Lo sforzo per il libro è stato massiccio, ma non tanto da coprire tutte le caselle necessarie, cosicché mancano tasselli importanti quali una panoramica dell’Asia continentale, oppure dell’Egitto e del Medio Oriente. Inoltre la specificità messicana e centro-americana è schiacciata dall’attenzione agli Stati Uniti e al subcontinente meridionale. Per di più restano fuori l’Europa centro-orientale e quella orientale, l’Europa balcanica e quella settentrionale, ivi comprese Irlanda e Gran Bretagna. Inoltre, rileggendo quel lavoro qualche mese dopo, è evidente che non insista abbastanza su quanto la crisi pandemica abbia fatto risaltare problematiche già in essere. Negli Stati Uniti per tutto il secondo decennio appena trascorso è stato brutale lo scontro attorno all’integrazione lavorativa e sociale di nuovi immigrati. Ben prima della pandemia, il Paese, pur composto di immigrati, reagiva sempre più duramente ai nuovi arrivi.

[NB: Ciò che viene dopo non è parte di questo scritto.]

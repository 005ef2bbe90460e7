//! Process exit codes.

/// Outcome of a command, as seen by the shell.
#[derive(Debug, Clone, Copy, PartialEq, Eq)]
#[repr(u8)]
pub enum ExitCode {
    /// The engine reported success
    Success = 0,
    /// The engine reported failure
    Failure = 1,
    /// The engine crashed, could not start, or never reported a result
    EngineError = 2,
    /// Settings could not be loaded or are incomplete
    ConfigError = 3,
    /// Interrupted by the user
    Interrupted = 130,
}

impl ExitCode {
    pub fn description(self) -> &'static str {
        match self {
            ExitCode::Success => "success",
            ExitCode::Failure => "run failed",
            ExitCode::EngineError => "engine error",
            ExitCode::ConfigError => "configuration error",
            ExitCode::Interrupted => "interrupted",
        }
    }

    pub fn from_success(success: bool) -> Self {
        if success {
            ExitCode::Success
        } else {
            ExitCode::Failure
        }
    }
}

impl From<ExitCode> for std::process::ExitCode {
    fn from(code: ExitCode) -> Self {
        std::process::ExitCode::from(code as u8)
    }
}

Riguardo a tale crescente tensione, le presidenziali statunitensi dello scorso novembre hanno evidenziato come la resistenza alle nuove immigrazioni spacchi l’elettorato di origine non europea: ben un terzo di quest’ultimo si è dichiarato con il proprio voto contrario alla eventualità di nuovi ingressi. Le rilevazioni post elettorali hanno addirittura mostrato come il 28% dei latino-statunitensi abbia preferito Donald Trump, nonostante questa sezione dell’elettorato dovesse in teoria aborrire il presidente del “Wall with Mexico”. Su questa base si può intuire perché il negazionismo trumpiano abbia attecchito tra gli strati della popolazione che più hanno pagato nei mesi scorsi l’impatto del virus e li abbia convinti a scaricare la “colpa” di quest’ultimo sui nuovi arrivati e che l’unica salvezza risieda nella chiusura ermetica del Paese.

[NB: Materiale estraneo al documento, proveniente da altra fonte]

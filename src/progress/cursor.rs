//! ANSI cursor helpers for redrawing a multi-line region in place.
//!
//! Every function writes an escape sequence to the given stream and nothing
//! else. None of them know where the cursor is: the caller tracks how many
//! lines it occupies and moves relative to that.

use std::io::{self, Write};

const CSI: &str = "\x1b[";
const CURSOR_HIDE: &str = "\x1b[?25l";
const CURSOR_SHOW: &str = "\x1b[?25h";
const ERASE_LINE: &str = "\x1b[2K";
const ERASE_LINE_RIGHT: &str = "\x1b[0K";

/// Move the cursor up (`dy < 0`) or down (`dy > 0`) by `|dy|` lines.
///
/// The column is left unchanged. A zero delta writes nothing.
pub fn move_vertical<W: Write + ?Sized>(w: &mut W, dy: isize) -> io::Result<()> {
    match dy {
        0 => Ok(()),
        up if up < 0 => write!(w, "{CSI}{}A", up.unsigned_abs()),
        down => write!(w, "{CSI}{down}B"),
    }
}

/// Move the cursor to a zero-based column on the current line.
pub fn move_to_column<W: Write + ?Sized>(w: &mut W, column: usize) -> io::Result<()> {
    write!(w, "{CSI}{}G", column + 1)
}

/// Claim one more line below the cursor.
///
/// Unlike [`move_vertical`], a newline scrolls the screen when the cursor is
/// already on the last row, so the reserved line always exists.
pub fn reserve_line<W: Write + ?Sized>(w: &mut W) -> io::Result<()> {
    w.write_all(b"\n")
}

/// Erase the whole current line. The cursor does not move.
pub fn erase_line<W: Write + ?Sized>(w: &mut W) -> io::Result<()> {
    w.write_all(ERASE_LINE.as_bytes())
}

/// Erase from the cursor to the end of the current line.
pub fn erase_line_right<W: Write + ?Sized>(w: &mut W) -> io::Result<()> {
    w.write_all(ERASE_LINE_RIGHT.as_bytes())
}

pub fn hide_cursor<W: Write + ?Sized>(w: &mut W) -> io::Result<()> {
    w.write_all(CURSOR_HIDE.as_bytes())
}

pub fn show_cursor<W: Write + ?Sized>(w: &mut W) -> io::Result<()> {
    w.write_all(CURSOR_SHOW.as_bytes())
}

#[cfg(test)]
mod tests {
    use super::*;

    fn written(f: impl FnOnce(&mut Vec<u8>) -> io::Result<()>) -> String {
        let mut buf = Vec::new();
        f(&mut buf).unwrap();
        String::from_utf8(buf).unwrap()
    }

    #[test]
    fn test_vertical_moves() {
        assert_eq!(written(|w| move_vertical(w, -3)), "\x1b[3A");
        assert_eq!(written(|w| move_vertical(w, 2)), "\x1b[2B");
        assert_eq!(written(|w| move_vertical(w, 0)), "");
    }

    #[test]
    fn test_column_is_one_based_on_the_wire() {
        assert_eq!(written(|w| move_to_column(w, 0)), "\x1b[1G");
        assert_eq!(written(|w| move_to_column(w, 9)), "\x1b[10G");
    }

    #[test]
    fn test_reserve_line_is_a_newline() {
        assert_eq!(written(|w| reserve_line(w)), "\n");
    }
}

Un altro settore nel quale il virus ha funzionato da cartina di tornasole, rivelando malfunzionamenti di lungo periodo, è il contesto sanitario. Basti confrontare quanto accaduto in Francia, nella Penisola iberica e in Africa. La crisi sanitaria non è esplosa per l’arrivo di qualcosa di imprevedibile, facendo pagare a molteplici coorti sociali il fallimento dei sistemi di assistenza nazionale. La pandemia è stata l’ultimo fattore di un processo che da decenni preparava il crollo sanitario e puniva gli strati più deboli della popolazione, ivi compresi, ovviamente, i migranti.

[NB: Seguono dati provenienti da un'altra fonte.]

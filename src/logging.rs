//! Diagnostic logging.
//!
//! Compact timestamped output on stderr with per-target level configuration.
//! The default level is `warn`: anything chattier shares stderr with the live
//! progress region and will scroll it. While a region is drawn, the renderer's
//! own targets drop to `error` (see [`LIVE_REGION_TARGETS`]).
//!
//! # Configuration
//!
//! ```toml
//! [logging]
//! default = "warn"
//!
//! [logging.modules]
//! engine = "debug"
//! ```
//!
//! `RUST_LOG` takes precedence over config:
//! ```bash
//! RUST_LOG=engine=debug,progress=trace runbar run app:build
//! ```

use std::sync::Once;
use tracing_subscriber::fmt::time::FormatTime;
use tracing_subscriber::layer::SubscriberExt;
use tracing_subscriber::util::SubscriberInitExt;
use tracing_subscriber::{EnvFilter, Layer};

use crate::config::LoggingConfig;

static INIT: Once = Once::new();

/// Compact time format: HH:MM:SS.mmm
struct CompactTime;

impl FormatTime for CompactTime {
    fn format_time(&self, w: &mut tracing_subscriber::fmt::format::Writer<'_>) -> std::fmt::Result {
        write!(w, "{}", chrono::Local::now().format("%H:%M:%S%.3f"))
    }
}

/// Targets that emit while the progress region is on screen.
///
/// Log lines share stderr with the region and would push it down a row, so
/// during a live run these default to `error` unless `[logging.modules]`
/// names them explicitly.
pub const LIVE_REGION_TARGETS: &[&str] = &["engine", "progress"];

/// Build the filter directive string from config.
pub fn filter_directives(config: &LoggingConfig, live_region: bool) -> String {
    let mut directives: Vec<(&str, &str)> = config
        .modules
        .iter()
        .map(|(module, level)| (module.as_str(), level.as_str()))
        .collect();
    if live_region {
        directives.extend(
            LIVE_REGION_TARGETS
                .iter()
                .filter(|target| !config.modules.contains_key(**target))
                .map(|target| (*target, "error")),
        );
    }
    directives.sort();

    let mut filter_str = config.default.clone();
    for (module, level) in directives {
        filter_str.push_str(&format!(",{module}={level}"));
    }
    filter_str
}

/// Initialize logging with configuration.
///
/// `live_region` is true when a progress region will be drawn on stderr.
/// Call once at startup; later calls are ignored.
pub fn init_with_config(config: &LoggingConfig, live_region: bool) {
    INIT.call_once(|| {
        let filter = if std::env::var("RUST_LOG").is_ok() {
            EnvFilter::from_default_env()
        } else {
            EnvFilter::new(filter_directives(config, live_region))
        };

        let fmt_layer = tracing_subscriber::fmt::layer()
            .with_writer(std::io::stderr)
            .with_target(true)
            .with_timer(CompactTime)
            .with_level(true)
            .with_filter(filter);

        tracing_subscriber::registry().with(fmt_layer).init();
    });
}

/// Initialize logging with `LoggingConfig::default()`.
pub fn init() {
    init_with_config(&LoggingConfig::default(), false);
}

Ripensare ai saggi in “Una Sola Casa” fa intravedere per di più quanto la congiuntura attuale abbia inasprito conflitti e razzismi già in atto. In questa prospettiva non appaiono vie immediate per un miglioramento futuro in tutto l’Occidente, nonostante le speranze di molti sulla capacità della pandemia di mettere fine al neoliberismo e al suo sfruttamento planetario. Sarebbe invece il caso di realizzare che il grande slancio del neoliberismo è morto con il secolo scorso e gli è succeduta una fase neo-populista e neo-nativista, ben più pericolosa perché nutrita di odio xenofobico. Tenuto conto dell’impatto pandemico, una riflessione ponderata ci prospetta adesso un futuro prossimo peggiore del presente, almeno sul piano del blocco della mobilità e della non assistenza a profughi e rifugiati.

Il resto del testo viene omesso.